Olmaz ya, varsayalım Rasathaneden şöyle bir açıklama gelse soranlardan birine:

"Yaklaşık üç ay sonra, şu gün şu saat, size 157 km güney uzaklığında büyük bir deprem olacak."

Ne olur?

Ne olacak, hemen ikinci bir soru gelir aynı kişiden: "Hadi canım! Hani bilemiyordunuz depremin yeri ve zamanını?"


* * *
O meşhur sorunun dışında, birbirinden güzel başka sorular da var...

- Denizli çok pis sallandı, ama sitenizde çok az görünüyor.

- Depremde dışarıda çadırda yatmamız uygun mu sizce?

- Yaptığım araştırmalara göre Şanlıurfa'da deprem olabilir öyle görünüyor.


- Marmara Bölgesi'nde son 15-20 gündür hemen hemen hiç deprem olmuyor. Sizce bunu nasıl yorumlamak lazım?

- Eskişehir'de az önce deprem olmuş. Haberimiz olmadı. Deprem olunca uyarıcı bir mail atabilir misiniz?

- Yayınladığınız deprem verileri halkın psikolojisini bozuyor.

- Bu kadar çok ziyaret edilen siteye neden reklâm alınmıyor?

- Erzincan'da deprem oldu. Ancak sitenizde göremedim.

- Her kafadan bir ses çıkıyor. Ruh sağlığımızı bozuyor. Tek kanaldan açıklama yapılsa olmaz mı?

- Depremlerin hiç mi faydası yok?


* * *
Depremle ilgili soruların Deprem İzleme Merkezi'ne sorulması gayet normal de bazen Belediye Zabıtasına da benzer sorular geliyor.

Mesela Yalova'da bir zabıta kardeşimizle gece nöbeti sırasında sohbet etmiştik.

17 Ağustos depreminden sonra vatandaşın, garip olsun olmasın, her tür olayla deprem arasında bağlantı kurduğunu ve telefon ederek tuhaf sorular yönelttiğini söylemişti.


* * *
"Kuşlar tellere tek sıra halinde dizildiler, acaba deprem mi olacak?"

"Beyefendi, biz zabıta memuruyuz, depremi nereden bilelim?"

"Napayım evladım, telefonun yanında sizin numaranız var, o yüzden sizi aradım. Madem öyle, bizim altta fırın var, hep geceleri çalışıyorlar."

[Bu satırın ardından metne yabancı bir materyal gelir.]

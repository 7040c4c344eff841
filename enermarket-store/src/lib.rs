pub mod app_config;
pub mod database;
pub mod memory;
mod offer_repo;
pub mod pg_store;
mod purchase_repo;

pub use app_config::{Config, StoreKind};
pub use database::DbClient;
pub use memory::MemoryStore;
pub use pg_store::PgMarketStore;
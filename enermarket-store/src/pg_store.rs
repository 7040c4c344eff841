use async_trait::async_trait;
use chrono::NaiveDate;
use enermarket_core::{MarketStore, MarketTx, PurchaseScope, StoreError, StoreResult};
use enermarket_shared::{
    NewOffer, NewPurchase, Offer, OfferFilter, OfferStatus, PageRequest, Purchase, PurchaseFilter,
    PurchaseStatus, UserId,
};
use sqlx::{PgPool, Postgres, Transaction};
use uuid::Uuid;

use crate::{offer_repo, purchase_repo};

/// Serialization failures and deadlocks abort the transaction; the caller may retry it whole.
pub(crate) fn db_err(err: sqlx::Error) -> StoreError {
    if let sqlx::Error::Database(db) = &err {
        if matches!(db.code().as_deref(), Some("40001") | Some("40P01")) {
            return StoreError::Conflict(db.message().to_string());
        }
    }
    StoreError::Database(Box::new(err))
}

#[derive(Clone)]
pub struct PgMarketStore {
    pool: PgPool,
}

impl PgMarketStore {
    pub fn new(pool: PgPool) -> Self {
        Self { pool }
    }
}

#[async_trait]
impl MarketStore for PgMarketStore {
    async fn begin(&self) -> StoreResult<Box<dyn MarketTx>> {
        let tx = self.pool.begin().await.map_err(db_err)?;
        Ok(Box::new(PgMarketTx { tx }))
    }

    async fn insert_offer(&self, offer: &NewOffer) -> StoreResult<Offer> {
        offer_repo::insert(&self.pool, offer).await
    }

    async fn find_offer(&self, uuid: Uuid) -> StoreResult<Option<Offer>> {
        offer_repo::find_by_uuid(&self.pool, uuid, false).await
    }

    async fn list_offers(
        &self,
        filter: &OfferFilter,
        exclude_seller: UserId,
        page: &PageRequest,
    ) -> StoreResult<Vec<Offer>> {
        offer_repo::list_tradable(&self.pool, filter, exclude_seller, page).await
    }

    async fn list_seller_offers(&self, seller: UserId) -> StoreResult<Vec<Offer>> {
        offer_repo::list_by_seller(&self.pool, seller).await
    }

    async fn find_purchase(&self, uuid: Uuid) -> StoreResult<Option<Purchase>> {
        purchase_repo::find_by_uuid(&self.pool, uuid, false).await
    }

    async fn list_purchases(
        &self,
        scope: PurchaseScope,
        filter: &PurchaseFilter,
        page: &PageRequest,
    ) -> StoreResult<Vec<Purchase>> {
        purchase_repo::list(&self.pool, scope, filter, page).await
    }

    async fn list_waiting_purchases(&self) -> StoreResult<Vec<Purchase>> {
        purchase_repo::list_waiting(&self.pool).await
    }

    async fn expire_offers(&self, today: NaiveDate) -> StoreResult<u64> {
        offer_repo::expire_elapsed(&self.pool, today).await
    }
}

pub struct PgMarketTx {
    tx: Transaction<'static, Postgres>,
}

#[async_trait]
impl MarketTx for PgMarketTx {
    async fn lock_offer(&mut self, uuid: Uuid) -> StoreResult<Option<Offer>> {
        offer_repo::find_by_uuid(&mut *self.tx, uuid, true).await
    }

    async fn lock_offer_by_id(&mut self, id: i64) -> StoreResult<Option<Offer>> {
        offer_repo::find_by_id(&mut *self.tx, id, true).await
    }

    async fn update_offer(&mut self, offer: &Offer, expected: OfferStatus) -> StoreResult<()> {
        offer_repo::update(&mut *self.tx, offer, expected).await
    }

    async fn delete_offer(&mut self, id: i64, expected: OfferStatus) -> StoreResult<()> {
        offer_repo::delete(&mut *self.tx, id, expected).await
    }

    async fn insert_purchase(&mut self, purchase: &NewPurchase) -> StoreResult<Purchase> {
        purchase_repo::insert(&mut *self.tx, purchase).await
    }

    async fn lock_purchase(&mut self, uuid: Uuid) -> StoreResult<Option<Purchase>> {
        purchase_repo::find_by_uuid(&mut *self.tx, uuid, true).await
    }

    async fn set_purchase_status(
        &mut self,
        id: i64,
        expected: PurchaseStatus,
        status: PurchaseStatus,
    ) -> StoreResult<()> {
        purchase_repo::set_status(&mut *self.tx, id, expected, status).await
    }

    async fn commit(self: Box<Self>) -> StoreResult<()> {
        self.tx.commit().await.map_err(db_err)
    }
}
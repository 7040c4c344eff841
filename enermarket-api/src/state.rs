use std::sync::Arc;
use std::time::Duration;

use enermarket_core::{Clock, MarketStore, PaymentAdapter};
use enermarket_offer::{ExpirySweeper, OfferManager};
use enermarket_purchase::{
    PaymentOrchestrator, PurchaseManager, PurchasePolicy, RetryPolicy, SettlementDelays,
    SettlementQueue, SettlementService, SettlementWorker,
};
use enermarket_store::Config;

use crate::metrics::ApiMetrics;
use crate::worker::Background;

#[derive(Clone)]
pub struct AuthConfig {
    pub secret: String,
    pub expiration: u64,
}

#[derive(Clone)]
pub struct AppState {
    pub offers: OfferManager,
    pub purchases: PurchaseManager,
    pub settlement: SettlementService,
    pub auth: AuthConfig,
    pub webhook_secret: String,
    pub metrics: Arc<ApiMetrics>,
}

impl AppState {
    /// Wire the engines over `store`; the returned background tasks are not started yet.
    pub fn assemble(
        store: Arc<dyn MarketStore>,
        clock: Arc<dyn Clock>,
        payments: Arc<dyn PaymentAdapter>,
        config: &Config,
    ) -> Result<(Self, Background), prometheus::Error> {
        let delays = SettlementDelays {
            pix: Duration::from_secs(config.settlement.pix_delay_seconds),
            card: Duration::from_secs(config.settlement.card_delay_seconds),
            billet: Duration::from_secs(config.settlement.billet_delay_seconds),
        };
        let (queue, jobs) = SettlementQueue::new(delays);

        let settlement = SettlementService::new(
            store.clone(),
            PaymentOrchestrator::new(payments),
            RetryPolicy {
                compensation_attempts: config.settlement.compensation_attempts,
                base_delay: Duration::from_millis(config.settlement.retry_base_delay_ms),
            },
        );
        let offers = OfferManager::new(store.clone(), clock.clone());
        let purchases = PurchaseManager::new(
            store,
            clock.clone(),
            queue,
            PurchasePolicy {
                cancel_window: config.market.cancel_window(),
                max_conflict_retries: config.market.max_conflict_retries,
            },
        );

        let background = Background {
            sweeper: ExpirySweeper::new(offers.clone(), config.market.sweep_interval()),
            settlement: SettlementWorker::new(
                settlement.clone(),
                clock,
                delays,
                config.settlement.max_in_flight,
            ),
            jobs,
        };

        let state = AppState {
            offers,
            purchases,
            settlement,
            auth: AuthConfig {
                secret: config.auth.jwt_secret.clone(),
                expiration: config.auth.jwt_expiration_seconds,
            },
            webhook_secret: config.settlement.webhook_secret.clone(),
            metrics: Arc::new(ApiMetrics::new()?),
        };

        Ok((state, background))
    }
}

"Efendim, bütün fırınlar gece çalışır."

"Çok gürültü yapıyorlar ama. Uyuyamıyorum. Gelin, bir ceza kesin de akıllansınlar."


* * *
Pazar sabahı Mimar ve Mühendisler Grubu ile kahvaltıdaydık. Konuşmacı TMSF Başkanı Ahmet Ertürk idi.

Başkan, ekonomik krizlerin de depreme benzediğini söyledi. Ne zaman nerede görüleceği bilinmediği için.

Geçmişte iyi hesap kitap yapılmadan verilen krediler yüzünden birçok banka zora girdi, krizler yaşandı. Başkan Ertürk'e göre artık ders almış durumdayız. Bankalar sıkı denetim altında çalıştıklarından yüksek hacimli kayıplar görülmüyor.


* * *
Bankacılık sisteminin kötü işlemesi, toplumun bütününü ilgilendirir.

O benzetme üzerinden düşünecek olursak, şöyle sorabiliriz:

Acaba büyük depremlerde mi daha büyük kayıplar yaşadık, yoksa minarelerin çalındığı, kılıfların hazırlandığı, usulsüzlüklerin ve yolsuzlukların peşpeşe görüldüğü kriz dönemlerinde mi?

Üstelik bazıları yalnız minare için kılıf hazırlamakla kalmadı. Kubbesi, avlusu, şadırvanı, medresesi, hastanesiyle beraber bütün külliyeyi götürmek üzere hazırlık yaptı. En çok sesi çıkanlar da onlar oldu.